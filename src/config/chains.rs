//! Command resolution chain configuration

use crate::action::LogicalAction;
use serde::{Deserialize, Serialize};
use std::collections::BTreeMap;

/// Host command identifiers to probe, per logical action
///
/// Keys are [`LogicalAction::id`] values. Host shells rename and retire
/// commands between versions, so each action lists several candidates in
/// preference order.
#[derive(Debug, Clone, PartialEq, Eq, Serialize, Deserialize)]
#[serde(transparent)]
pub struct CommandChains {
    chains: BTreeMap<String, Vec<String>>,
}

fn default_chain(action: LogicalAction) -> &'static [&'static str] {
    match action {
        LogicalAction::SplitHorizontal => &[
            "workbench.action.splitEditorDown",
            "workbench.action.splitEditorOrthogonal",
            "workbench.action.splitEditor",
        ],
        LogicalAction::SplitVertical => &[
            "workbench.action.splitEditorRight",
            "workbench.action.splitEditor",
        ],
        LogicalAction::FocusLeft => &[
            "workbench.action.navigateLeft",
            "workbench.action.focusLeftGroup",
        ],
        LogicalAction::FocusRight => &[
            "workbench.action.navigateRight",
            "workbench.action.focusRightGroup",
        ],
        LogicalAction::FocusUp => &[
            "workbench.action.navigateUp",
            "workbench.action.focusAboveGroup",
        ],
        LogicalAction::FocusDown => &[
            "workbench.action.navigateDown",
            "workbench.action.focusBelowGroup",
        ],
        LogicalAction::ClosePane => &[
            "workbench.action.closeEditorsInGroup",
            "workbench.action.closeActiveEditor",
        ],
        LogicalAction::SaveLayoutProfile
        | LogicalAction::LoadLayoutProfile
        | LogicalAction::SetMode(_) => &[],
    }
}

impl Default for CommandChains {
    fn default() -> Self {
        let chains = LogicalAction::CHAINED
            .iter()
            .map(|&action| {
                let ids = default_chain(action)
                    .iter()
                    .map(|id| (*id).to_string())
                    .collect();
                (action.id().to_string(), ids)
            })
            .collect();
        Self { chains }
    }
}

impl CommandChains {
    /// An empty configuration with no chains at all.
    #[must_use]
    pub const fn empty() -> Self {
        Self {
            chains: BTreeMap::new(),
        }
    }

    /// The chain for `action`. Empty if the action has none.
    #[must_use]
    pub fn chain_for(&self, action: LogicalAction) -> &[String] {
        self.chains
            .get(action.id())
            .map(Vec::as_slice)
            .unwrap_or_default()
    }

    /// Replace the chain for `action`.
    pub fn set_chain<I, S>(&mut self, action: LogicalAction, ids: I)
    where
        I: IntoIterator<Item = S>,
        S: Into<String>,
    {
        self.chains.insert(
            action.id().to_string(),
            ids.into_iter().map(Into::into).collect(),
        );
    }

    /// Add default chains for actions missing from this configuration.
    ///
    /// Chains already present, even empty ones, are left alone.
    pub fn merge_defaults(&mut self) {
        let defaults = Self::default();
        for (action, ids) in defaults.chains {
            self.chains.entry(action).or_insert(ids);
        }
    }
}
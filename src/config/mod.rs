//! Configuration for the modal layout dispatcher

mod chains;

pub use chains::CommandChains;

use crate::keys::normalize_key;
use crate::paths;
use crate::prefix::DEFAULT_PREFIX_TIMEOUT_MS;
use anyhow::{Context, Result};
use serde::{Deserialize, Serialize};
use std::borrow::Cow;
use std::fs;
use std::path::{Path, PathBuf};
use std::time::Duration;

/// Dispatcher configuration
#[derive(Debug, Clone, Serialize, Deserialize, PartialEq, Eq)]
pub struct Config {
    /// Key that forms the prefix chord together with ctrl
    #[serde(default = "default_prefix_key")]
    pub prefix_key: String,

    /// Prefix window in milliseconds, used until a persisted value is restored
    #[serde(default = "default_prefix_timeout_ms")]
    pub prefix_timeout_ms: u64,

    /// Context that must hold for an event to be handled
    #[serde(default = "default_modal_context")]
    pub modal_context: String,

    /// Context that, when it holds, keeps the dispatcher out of the way
    #[serde(default = "default_overlay_context")]
    pub overlay_context: String,

    /// Key under which the snapshot is stored
    #[serde(default = "default_storage_key")]
    pub storage_key: String,

    /// Status surface slot owned by the dispatcher
    #[serde(default = "default_status_slot")]
    pub status_slot: String,

    /// Priority passed with the status element
    #[serde(default = "default_status_priority")]
    pub status_priority: i32,

    /// Host command chains per logical action
    #[serde(default)]
    pub chains: CommandChains,
}

fn default_prefix_key() -> String {
    "b".to_string()
}

const fn default_prefix_timeout_ms() -> u64 {
    DEFAULT_PREFIX_TIMEOUT_MS
}

fn default_modal_context() -> String {
    "editorTextFocus".to_string()
}

fn default_overlay_context() -> String {
    "inQuickOpen".to_string()
}

fn default_storage_key() -> String {
    "modal-layout.state".to_string()
}

fn default_status_slot() -> String {
    "modal-layout.status".to_string()
}

const fn default_status_priority() -> i32 {
    100
}

impl Default for Config {
    fn default() -> Self {
        Self {
            prefix_key: default_prefix_key(),
            prefix_timeout_ms: default_prefix_timeout_ms(),
            modal_context: default_modal_context(),
            overlay_context: default_overlay_context(),
            storage_key: default_storage_key(),
            status_slot: default_status_slot(),
            status_priority: default_status_priority(),
            chains: CommandChains::default(),
        }
    }
}

impl Config {
    /// Load configuration from the default location
    ///
    /// # Errors
    ///
    /// Returns an error if reading or parsing the config file fails
    pub fn load() -> Result<Self> {
        let path = Self::default_path();
        if path.exists() {
            Self::load_from(&path)
        } else {
            Ok(Self::default())
        }
    }

    /// Load configuration from a specific path
    ///
    /// # Errors
    ///
    /// Returns an error if the file cannot be read or parsed
    pub fn load_from(path: &Path) -> Result<Self> {
        let contents = fs::read_to_string(path)
            .with_context(|| format!("Failed to read config from {}", path.display()))?;
        let mut config: Self = serde_json::from_str(&contents)
            .with_context(|| format!("Failed to parse config from {}", path.display()))?;
        // Actions added since the file was written still get their chains
        config.chains.merge_defaults();
        config.normalize_prefix_key();
        Ok(config)
    }

    /// Save configuration to a specific path
    ///
    /// # Errors
    ///
    /// Returns an error if the config directory cannot be created or the file cannot be written
    pub fn save_to(&self, path: &Path) -> Result<()> {
        if let Some(parent) = path.parent() {
            fs::create_dir_all(parent).with_context(|| {
                format!("Failed to create config directory {}", parent.display())
            })?;
        }
        let contents = serde_json::to_string_pretty(self).context("Failed to serialize config")?;
        fs::write(path, contents)
            .with_context(|| format!("Failed to write config to {}", path.display()))?;
        Ok(())
    }

    /// Get the default configuration file path
    #[must_use]
    pub fn default_path() -> PathBuf {
        paths::config_dir()
            .unwrap_or_else(|| PathBuf::from("."))
            .join(paths::APP_DIR)
            .join("config.json")
    }

    /// Canonicalize `prefix_key` the same way event keys are, so `"B"`
    /// matches a struck `b`.
    pub fn normalize_prefix_key(&mut self) {
        if let Cow::Owned(key) = normalize_key(&self.prefix_key) {
            self.prefix_key = key;
        }
    }

    /// The configured prefix window. Zero falls back to the default.
    #[must_use]
    pub const fn prefix_timeout(&self) -> Duration {
        if self.prefix_timeout_ms == 0 {
            Duration::from_millis(DEFAULT_PREFIX_TIMEOUT_MS)
        } else {
            Duration::from_millis(self.prefix_timeout_ms)
        }
    }
}
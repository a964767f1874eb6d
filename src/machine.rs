//! The modal state machine
//!
//! Owns the current [`Mode`] and classifies keys against mode-specific rules.
//! This is the only place the mode changes; callers learn about changes
//! through the [`Transition`] in each [`Outcome`].
//!
//! Per key, in order:
//! 1. Escape leaves any non-normal mode (consumed), and passes through in normal.
//! 2. Insert mode passes every other key through.
//! 3. A held ctrl/alt/meta passes the key through so host shortcuts win.
//! 4. Normal: `i`/`v`/`:` switch mode, `hjkl` move focus.
//! 5. Visual: `hjkl` move focus, `i` switches to insert.
//! 6. Command: Enter returns to normal, single characters are swallowed.

use crate::action::LogicalAction;
use crate::keys::{Disposition, ENTER, ESCAPE, KeyEvent, is_single_char};
use crate::mode::Mode;

/// A change of mode
#[derive(Debug, Clone, Copy, PartialEq, Eq)]
pub struct Transition {
    /// Mode before the change
    pub from: Mode,
    /// Mode after the change
    pub to: Mode,
}

/// Result of interpreting one key
#[derive(Debug, Clone, Copy, PartialEq, Eq)]
pub struct Outcome {
    /// Whether the key was consumed
    pub disposition: Disposition,
    /// Mode change caused by the key
    pub transition: Option<Transition>,
    /// Action emitted by the key
    pub action: Option<LogicalAction>,
}

impl Outcome {
    /// The key was not handled.
    pub const PASS_THROUGH: Self = Self {
        disposition: Disposition::PassThrough,
        transition: None,
        action: None,
    };

    /// The key was handled and has no further effect.
    pub const SWALLOWED: Self = Self {
        disposition: Disposition::Consumed,
        transition: None,
        action: None,
    };

    const fn transitioned(transition: Option<Transition>) -> Self {
        Self {
            disposition: Disposition::Consumed,
            transition,
            action: None,
        }
    }

    const fn emitted(action: LogicalAction) -> Self {
        Self {
            disposition: Disposition::Consumed,
            transition: None,
            action: Some(action),
        }
    }
}

/// Vi-style mode tracking and key classification
#[derive(Debug, Clone, Copy, Default, PartialEq, Eq)]
pub struct ModalStateMachine {
    mode: Mode,
}

impl ModalStateMachine {
    /// Create a machine in normal mode.
    #[must_use]
    pub const fn new() -> Self {
        Self { mode: Mode::Normal }
    }

    /// Create a machine starting in `mode` (e.g. restored from storage).
    #[must_use]
    pub const fn with_mode(mode: Mode) -> Self {
        Self { mode }
    }

    /// The active mode.
    #[must_use]
    pub const fn mode(&self) -> Mode {
        self.mode
    }

    /// Switch to `mode`. Returns the transition, or `None` if already there.
    pub fn set_mode(&mut self, mode: Mode) -> Option<Transition> {
        if self.mode == mode {
            return None;
        }
        let transition = Transition {
            from: self.mode,
            to: mode,
        };
        self.mode = mode;
        Some(transition)
    }

    /// Classify `event` in the current mode, switching mode if it asks to.
    ///
    /// The event must already have passed the context filter and the prefix
    /// handler.
    pub fn interpret(&mut self, event: &KeyEvent) -> Outcome {
        if event.key == ESCAPE {
            if self.mode == Mode::Normal {
                return Outcome::PASS_THROUGH;
            }
            return Outcome::transitioned(self.set_mode(Mode::Normal));
        }

        if self.mode == Mode::Insert || event.modifiers.has_command_modifier() {
            return Outcome::PASS_THROUGH;
        }

        let key = event.normalized_key();
        match self.mode {
            Mode::Normal => match key.as_ref() {
                "i" => Outcome::transitioned(self.set_mode(Mode::Insert)),
                "v" => Outcome::transitioned(self.set_mode(Mode::Visual)),
                ":" => Outcome::transitioned(self.set_mode(Mode::Command)),
                other => LogicalAction::from_navigation_key(other)
                    .map_or(Outcome::PASS_THROUGH, Outcome::emitted),
            },
            Mode::Visual => match key.as_ref() {
                "i" => Outcome::transitioned(self.set_mode(Mode::Insert)),
                other => LogicalAction::from_navigation_key(other)
                    .map_or(Outcome::PASS_THROUGH, Outcome::emitted),
            },
            Mode::Command => {
                if event.key == ENTER {
                    Outcome::transitioned(self.set_mode(Mode::Normal))
                } else if is_single_char(&key) {
                    Outcome::SWALLOWED
                } else {
                    Outcome::PASS_THROUGH
                }
            }
            Mode::Insert => Outcome::PASS_THROUGH,
        }
    }
}
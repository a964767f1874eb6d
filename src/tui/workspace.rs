//! Simulated editor workspace backing the terminal demo
//!
//! Panes sit in rows; each row holds one or more panes side by side. The
//! workspace plays every host role the dispatcher needs: it answers context
//! queries, registers a handful of pane commands, owns the status line, keeps
//! the activity log, and exposes its pane grid as the layout blob.

use modal_layout::Error;
use modal_layout::host::{
    CommandHost, ContextKeys, LayoutCapability, Notifier, Shell, StatusEntry, StatusSurface,
};
use parking_lot::Mutex;
use serde::{Deserialize, Serialize};
use serde_json::Value;
use std::collections::{BTreeMap, VecDeque};
use std::sync::Arc;

const LOG_CAPACITY: usize = 200;

/// Host commands the simulated shell registers.
///
/// Some chain candidates are deliberately missing so resolution has to fall
/// back (e.g. `splitEditorOrthogonal`, `focusLeftGroup`, `closeEditorsInGroup`).
pub const REGISTERED_COMMANDS: &[&str] = &[
    "workbench.action.splitEditorDown",
    "workbench.action.splitEditorRight",
    "workbench.action.navigateLeft",
    "workbench.action.navigateRight",
    "workbench.action.navigateUp",
    "workbench.action.navigateDown",
    "workbench.action.closeActiveEditor",
];

/// One simulated editor pane
#[derive(Debug, Clone, PartialEq, Eq, Serialize, Deserialize)]
pub struct Pane {
    /// Widget id
    pub id: String,
    /// Buffer contents
    #[serde(default)]
    pub text: String,
}

/// Panes in rows, plus which one has focus
#[derive(Debug, Clone, PartialEq, Eq, Serialize, Deserialize)]
pub struct Grid {
    /// Rows top to bottom, panes left to right
    pub rows: Vec<Vec<Pane>>,
    /// Focused pane as (row, column)
    pub focus: (usize, usize),
    #[serde(default)]
    next_id: u32,
}

impl Default for Grid {
    fn default() -> Self {
        let mut grid = Self {
            rows: Vec::new(),
            focus: (0, 0),
            next_id: 1,
        };
        let pane = grid.new_pane();
        grid.rows.push(vec![pane]);
        grid
    }
}

impl Grid {
    fn new_pane(&mut self) -> Pane {
        let id = format!("editor-{}", self.next_id);
        self.next_id += 1;
        Pane {
            id,
            text: String::new(),
        }
    }

    /// The focused pane.
    pub fn focused(&self) -> Option<&Pane> {
        self.rows.get(self.focus.0)?.get(self.focus.1)
    }

    fn focused_mut(&mut self) -> Option<&mut Pane> {
        self.rows.get_mut(self.focus.0)?.get_mut(self.focus.1)
    }

    /// Total number of panes.
    pub fn pane_count(&self) -> usize {
        self.rows.iter().map(Vec::len).sum()
    }

    /// Open a new pane below the focused row and focus it.
    pub fn split_down(&mut self) {
        let pane = self.new_pane();
        let row = (self.focus.0 + 1).min(self.rows.len());
        self.rows.insert(row, vec![pane]);
        self.focus = (row, 0);
    }

    /// Open a new pane right of the focused one and focus it.
    pub fn split_right(&mut self) {
        let pane = self.new_pane();
        let (row, col) = self.focus;
        if let Some(panes) = self.rows.get_mut(row) {
            let col = (col + 1).min(panes.len());
            panes.insert(col, pane);
            self.focus = (row, col);
        }
    }

    /// Move focus by one step; `(d_row, d_col)` each in -1..=1.
    pub fn navigate(&mut self, d_row: isize, d_col: isize) {
        let row = self
            .focus
            .0
            .saturating_add_signed(d_row)
            .min(self.rows.len().saturating_sub(1));
        let width = self.rows.get(row).map_or(1, Vec::len);
        let col = if row == self.focus.0 {
            self.focus.1.saturating_add_signed(d_col)
        } else {
            self.focus.1
        };
        self.focus = (row, col.min(width.saturating_sub(1)));
    }

    /// Close the pane with `id`. The last pane is replaced by a fresh one.
    pub fn close(&mut self, id: &str) -> bool {
        let Some((row, col)) = self.position(id) else {
            return false;
        };
        self.rows[row].remove(col);
        if self.rows[row].is_empty() {
            self.rows.remove(row);
        }
        if self.rows.is_empty() {
            let pane = self.new_pane();
            self.rows.push(vec![pane]);
        }
        self.clamp_focus();
        true
    }

    fn position(&self, id: &str) -> Option<(usize, usize)> {
        self.rows.iter().enumerate().find_map(|(row, panes)| {
            panes
                .iter()
                .position(|pane| pane.id == id)
                .map(|col| (row, col))
        })
    }

    fn clamp_focus(&mut self) {
        let row = self.focus.0.min(self.rows.len().saturating_sub(1));
        let width = self.rows.get(row).map_or(1, Vec::len);
        self.focus = (row, self.focus.1.min(width.saturating_sub(1)));
    }
}

#[derive(Debug, Default)]
struct State {
    grid: Grid,
    overlay: bool,
    status: BTreeMap<String, StatusEntry>,
    log: VecDeque<String>,
}

impl State {
    fn push_log(&mut self, line: String) {
        if self.log.len() == LOG_CAPACITY {
            self.log.pop_front();
        }
        self.log.push_back(line);
    }
}

/// What the renderer needs, copied out so no lock is held while drawing
#[derive(Debug, Clone)]
pub struct View {
    /// Pane grid
    pub grid: Grid,
    /// Whether the quick-open overlay is showing
    pub overlay: bool,
    /// Status line elements by slot
    pub status: Vec<StatusEntry>,
    /// Most recent log lines, oldest first
    pub log: Vec<String>,
}

/// The simulated shell
#[derive(Debug, Default)]
pub struct Workspace {
    state: Arc<Mutex<State>>,
}

impl Workspace {
    /// Create a workspace with a single empty pane.
    pub fn new() -> Self {
        Self::default()
    }

    /// Snapshot everything the renderer shows.
    pub fn view(&self) -> View {
        let state = self.state.lock();
        View {
            grid: state.grid.clone(),
            overlay: state.overlay,
            status: state.status.values().cloned().collect(),
            log: state.log.iter().cloned().collect(),
        }
    }

    /// Show or hide the quick-open overlay. Returns the new visibility.
    pub fn toggle_overlay(&self) -> bool {
        let mut state = self.state.lock();
        state.overlay = !state.overlay;
        state.overlay
    }

    /// Whether the quick-open overlay is showing.
    pub fn is_overlay_visible(&self) -> bool {
        self.state.lock().overlay
    }

    /// Id of the focused pane, used as the key event target.
    pub fn focused_id(&self) -> String {
        self.state
            .lock()
            .grid
            .focused()
            .map(|pane| pane.id.clone())
            .unwrap_or_default()
    }

    /// Type into the focused pane. Backspace is `'\u{8}'`.
    pub fn type_char(&self, c: char) {
        let mut state = self.state.lock();
        if let Some(pane) = state.grid.focused_mut() {
            if c == '\u{8}' {
                pane.text.pop();
            } else {
                pane.text.push(c);
            }
        }
    }

    /// Append a line to the activity log.
    pub fn log(&self, line: impl Into<String>) {
        self.state.lock().push_log(line.into());
    }
}

impl ContextKeys for Workspace {
    fn matches(&self, context: &str, _target: Option<&str>) -> bool {
        let overlay = self.state.lock().overlay;
        match context {
            "editorTextFocus" => !overlay,
            "inQuickOpen" => overlay,
            _ => false,
        }
    }
}

impl CommandHost for Workspace {
    fn has_command(&self, id: &str) -> bool {
        REGISTERED_COMMANDS.contains(&id)
    }

    fn execute_command(&self, id: &str) -> modal_layout::Result<()> {
        let mut state = self.state.lock();
        match id {
            "workbench.action.splitEditorDown" => state.grid.split_down(),
            "workbench.action.splitEditorRight" => state.grid.split_right(),
            "workbench.action.navigateLeft" => state.grid.navigate(0, -1),
            "workbench.action.navigateRight" => state.grid.navigate(0, 1),
            "workbench.action.navigateUp" => state.grid.navigate(-1, 0),
            "workbench.action.navigateDown" => state.grid.navigate(1, 0),
            "workbench.action.closeActiveEditor" => {
                let focused = state.grid.focused().map(|pane| pane.id.clone());
                if let Some(id) = focused {
                    state.grid.close(&id);
                }
            }
            _ => {
                return Err(Error::CommandFailed {
                    id: id.to_string(),
                    reason: "not registered".to_string(),
                });
            }
        }
        state.push_log(format!("command {id}"));
        Ok(())
    }
}

impl StatusSurface for Workspace {
    fn set_element(&self, id: &str, entry: StatusEntry) {
        self.state.lock().status.insert(id.to_string(), entry);
    }

    fn remove_element(&self, id: &str) {
        self.state.lock().status.remove(id);
    }
}

impl Shell for Workspace {
    fn current_widget(&self) -> Option<String> {
        self.state.lock().grid.focused().map(|pane| pane.id.clone())
    }

    fn close_widget(&self, id: &str) -> modal_layout::Result<()> {
        let mut state = self.state.lock();
        if state.grid.close(id) {
            state.push_log(format!("closed {id}"));
        }
        Ok(())
    }

    fn layout(&self) -> Option<Arc<dyn LayoutCapability>> {
        Some(Arc::new(GridLayout {
            state: Arc::clone(&self.state),
        }))
    }
}

impl Notifier for Workspace {
    fn info(&self, message: &str) {
        self.log(format!("info: {message}"));
    }

    fn warn(&self, message: &str) {
        self.log(format!("warn: {message}"));
    }
}

/// The pane grid as a layout blob
#[derive(Debug)]
struct GridLayout {
    state: Arc<Mutex<State>>,
}

impl LayoutCapability for GridLayout {
    fn layout_data(&self) -> Value {
        serde_json::to_value(&self.state.lock().grid).unwrap_or(Value::Null)
    }

    fn set_layout_data(&self, data: Value) -> modal_layout::Result<()> {
        let mut grid: Grid = serde_json::from_value(data)?;
        grid.rows.retain(|row| !row.is_empty());
        if grid.rows.is_empty() {
            grid = Grid::default();
        }
        grid.clamp_focus();
        let mut state = self.state.lock();
        // Fresh panes must not reuse ids from either layout
        grid.next_id = grid.next_id.max(state.grid.next_id);
        state.grid = grid;
        Ok(())
    }
}
//! Error types shared by the dispatcher and its collaborators

use thiserror::Error;

/// Errors surfaced by host capabilities, storage and the background worker.
///
/// None of these are fatal to the dispatcher: every caller degrades to
/// "log and keep handling keys".
#[derive(Debug, Error)]
pub enum Error {
    /// Reading or writing a file failed
    #[error("I/O error: {0}")]
    Io(#[from] std::io::Error),

    /// A value could not be encoded or decoded as JSON
    #[error("JSON error: {0}")]
    Json(#[from] serde_json::Error),

    /// A host command was found but failed while running
    #[error("command {id} failed: {reason}")]
    CommandFailed {
        /// Host command identifier
        id: String,
        /// Host-provided failure description
        reason: String,
    },

    /// An optional host capability is not provided by this host
    #[error("host capability unavailable: {0}")]
    CapabilityUnavailable(&'static str),

    /// The background worker has shut down and no longer accepts jobs
    #[error("background worker has stopped")]
    WorkerStopped,
}

/// Result alias using [`Error`].
pub type Result<T> = std::result::Result<T, Error>;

• [About this exercise]:
Report every line of the preceding listing where the string "which" occurs.

• [Task answer]:
    /// Key under which the snapshot is stored
/// Panes in rows, plus which one has focus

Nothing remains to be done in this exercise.